60年安保闘争と比較した70年安保・沖縄闘争

 2015年、戦争法案反対闘争の歴史を画する高揚の中で、それに好意的なマスコミや学者も多くは、60年を押し出して、70年を無視した。しかしここで、70年闘争の意義と限界をはっきりさせなければならない。
 なによりも、60年と70年を、グローバルに一体でとらえる必要がある。とくに60年闘争は相当の程度、日本に特殊的であるのにたいし、70年闘争はグローバルな運動の面が強い。60年闘争にあたるものはヨーロッパにはない。しかし韓国では李承晩を打倒した学生の運動があった(「4・19革命」)。60年4月の安保条約改定反対のデモでは、「韓国の学生に続け」というスローガンが登場した。また植民地・ 新植民地主義体制諸国ではキューバ革命とアルジェリア革命が先行している。
 60年と70年の2つの闘争の中に、今日の階級関係を規定する要因がある。日本的には、60年は経済的高度成長の始まりの時代であった。それに比べて、70年はその終焉(の予兆)の時代で、前後を画する。ともに「55年体制」と闘った。支配階級の側は安保の双務化と自主憲法制定、日本の再軍備が目的であった(50年代の鳩山も岸も、70 年代の佐藤も)。
 60年と70年を連続・一体の闘いとして、「反乱の60年代」と位置づけると、革命的左翼と革命的共産主義運動の創成は、ヨーロッパとくにフランスでは1968年5月革命によってであるのにたいして、日本では1960年闘争の過程であった。世界的にはトロツキー反対派的存 在しかなかった段階で、日本の革命的共産主義運動は誕生した(世界史的意義)。30年代の敗北(しかもまともに闘わずに)と、戦時中の抵抗の不在(エピソードでしかない)、さらにトロツキー反対派の不在という「負の歴史」を逆転的にのりこえたのは、50年代と60年代の先輩たちの闘いであった。夜郎自大ではなく、1960年直前に創設された革命的左翼の世界的先進性、アナーキズムやトロツキズムと異なる新しい共産主義運動の意義を再確認できる。
 60年、70年を通じた革命的左翼の役割は、日本の政治運動、政治党派で初めて日本帝国主義(日本政府、日本ブルジョアジー)を主敵として終始一貫闘いぬいたことにある。対米従属論や、米対中ソの代理戦争論にぶれることがなかった革命的左翼のあり方が今日的にも重要である。
 もうひとつの教訓は、大衆的支持と共感に支えられた闘いは、一時的に少数であり孤立したとしても、時代を先取りすることができる。

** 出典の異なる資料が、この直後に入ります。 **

//! Shared set of upstreams currently eligible for traffic.
//!
//! Published copy-on-write through `ArcSwap`: writers (the health engine)
//! build a new set and swap it in atomically, readers take an immutable
//! snapshot and never observe a half-applied update.

use std::collections::HashSet;
use std::sync::Arc;

use arc_swap::ArcSwap;

use crate::load_balancer::backend::UpstreamId;

/// Immutable view of the healthy set at one instant.
pub type HealthySnapshot = Arc<HashSet<UpstreamId>>;

#[derive(Debug, Clone)]
pub struct HealthySet {
    inner: Arc<ArcSwap<HashSet<UpstreamId>>>,
}

impl HealthySet {
    pub fn new() -> Self {
        Self {
            inner: Arc::new(ArcSwap::from_pointee(HashSet::new())),
        }
    }

    pub fn from_ids(ids: impl IntoIterator<Item = UpstreamId>) -> Self {
        Self {
            inner: Arc::new(ArcSwap::from_pointee(ids.into_iter().collect())),
        }
    }

    pub fn snapshot(&self) -> HealthySnapshot {
        self.inner.load_full()
    }

    pub fn contains(&self, id: &UpstreamId) -> bool {
        self.inner.load().contains(id)
    }

    pub fn len(&self) -> usize {
        self.inner.load().len()
    }

    pub fn is_empty(&self) -> bool {
        self.inner.load().is_empty()
    }

    /// Add `id`; returns true if it was not already present.
    pub fn insert(&self, id: &UpstreamId) -> bool {
        let previous = self.inner.rcu(|current| {
            let mut next = HashSet::clone(current);
            next.insert(id.clone());
            next
        });
        !previous.contains(id)
    }

    /// Remove `id`; returns true if it was present.
    pub fn remove(&self, id: &UpstreamId) -> bool {
        let previous = self.inner.rcu(|current| {
            let mut next = HashSet::clone(current);
            next.remove(id);
            next
        });
        previous.contains(id)
    }
}

impl Default for HealthySet {
    fn default() -> Self {
        Self::new()
    }
}

#[cfg(test)]
mod tests {
    use super::*;

    #[test]
    fn test_insert_remove() {
        let set = HealthySet::new();
        let a = UpstreamId::new("10.0.0.1", 80);

        assert!(set.insert(&a));
        assert!(!set.insert(&a));
        assert!(set.contains(&a));
        assert_eq!(set.len(), 1);

        assert!(set.remove(&a));
        assert!(!set.remove(&a));
        assert!(set.is_empty());
    }

    #[test]
    fn test_snapshot_is_stable() {
        let a = UpstreamId::new("10.0.0.1", 80);
        let b = UpstreamId::new("10.0.0.2", 80);
        let set = HealthySet::from_ids([a.clone()]);

        let snapshot = set.snapshot();
        set.insert(&b);
        set.remove(&a);

        assert!(snapshot.contains(&a));
        assert!(!snapshot.contains(&b));
        assert!(set.contains(&b));
    }

    #[tokio::test(flavor = "multi_thread", worker_threads = 4)]
    async fn test_concurrent_writers() {
        let set = HealthySet::new();
        let mut handles = Vec::new();
        for i in 0..32u16 {
            let set = set.clone();
            handles.push(tokio::spawn(async move {
                set.insert(&UpstreamId::new("10.0.0.1", 9000 + i));
            }));
        }
        for handle in handles {
            handle.await.unwrap();
        }
        assert_eq!(set.len(), 32);
    }
}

その場合、独りよがりや代行主義に陥らない保証は、ラデイカルな (根源的な、あるいは根底的な)現状批判を持っているかどうかである。


「1968年世界革命」論について

 60年と比較して70年闘争の意義は、60年が持っていた国民運動とその急進派という構図を打ち破り、革命的左翼が職場・学園闘争および街頭闘争の主体として公然と登場し、国際連帯を意識化して闘ったところにある。70年安保・沖縄闘争を、世界史的・世界大的に見る必要がある。「68年革命」とは欧米などの学生運動が高揚した時点を指した名称であるが、1975年のベトナム革命から1979年のイラン革命などの後進国、新植民地体制諸国の巨大な民衆決起を含めてとらえるべきであろう。
 他方で、「1968年」は「革命」などとは言えないという人もいる。経済危機や資本蓄積の行き詰まりがまだ顕著に表れていないこと、権力の階級間移動という意味での「革命」でなかったことを指して言うのである。しかし1848年革命も、1871年のパリ・コミューンも、現在 では、「革命」と言われる。革命とは階級間での権力の移動があったかどうかや、前提としての経済危機や破局があったかどうかを指標とする古い考えは破棄しなければならない。労働者人民が全人民規模で決起したかどうか、新しい社会の萌芽を模索、希求する動きがあったかどうかを軸として規定すべきと思う。世界的にスターリン主義体制にたいする幻想がかなりの程度払拭されていたことひとつをとっても、この世界的人民決起を「革命」と呼んでもいいと考える。
 他方で、「1968年革命」の世界的限界もある。70年闘争を無視することの誤りに踏まえて、世界的な限界をおさえておくことも重要であろう。
 まず世界的にはスターリン主義(の幻想)がまだ完全には崩壊していなかった。とくに毛沢東・中国にたいしては、革命的左翼が毛沢東主義に転向した総括をきちんとする必要がある。
 さらには、資本主義・帝国主義も高度成長の最終局面にあったことも踏まえておくべきであろう。そこで生み出された労働者・農民・学生・被抑圧民族人民の巨大な自然成長的運動の意義と限界について踏まえる必要がある。
 さらに革共同の国際主義の限界である。アジア、それも東アジアの労働者・農民との連帯に限定されていた。中東・イスラム圏や先進国の労働者人民との連帯をいかに形成するのかという現代的課題が問われている。


「沖繩奪還、安保粉砕・日帝打倒」

 革命的左翼の全潮流が、「安保粉砕・日帝打倒」を掲げた。日米安保同盟が日帝の存立条件であり、戦後世界体制の全矛盾がこの同盟関係に集中しているという基本認識においては共通していた。革共同は、66年第3回大会で戦後世界体制の根底的動揺の開始と日本帝国主義の危機の深化ととらえ、70年闘争への準備を完了した。革共同はさらに、沖縄の分断軍事支配にたいする沖縄人民の闘いを日本革命の不可欠の課題として包摂する「沖縄奪還、安保粉砕・日帝打倒」のスローガンを掲げた。今日的には、沖縄の自決・自己決定の闘いにたいするより深化した立場が要求されるが、当時の沖縄人民の基本的要求を受けとめ、「本土」でこのスローガンで闘った意義は大きい。
 70年闘争は沖縄、国鉄、大学の3つ領域で闘いを爆発させた。労働運動的には、70年安保・沖縄闘争と一体で闘われた国鉄反マル生闘争に勝利したことが、70年闘争の核心の1つをなしている。これを基礎に街頭における反戦青年委員会運動の発展を切り開いた。同時に、大学闘争においては、「真理の大学の回復のために」という提起があって、学問や大学のあり方を真剣に考えるという契機を重視し、その中から「帝国主義大学解体」というスローガンが生み出された。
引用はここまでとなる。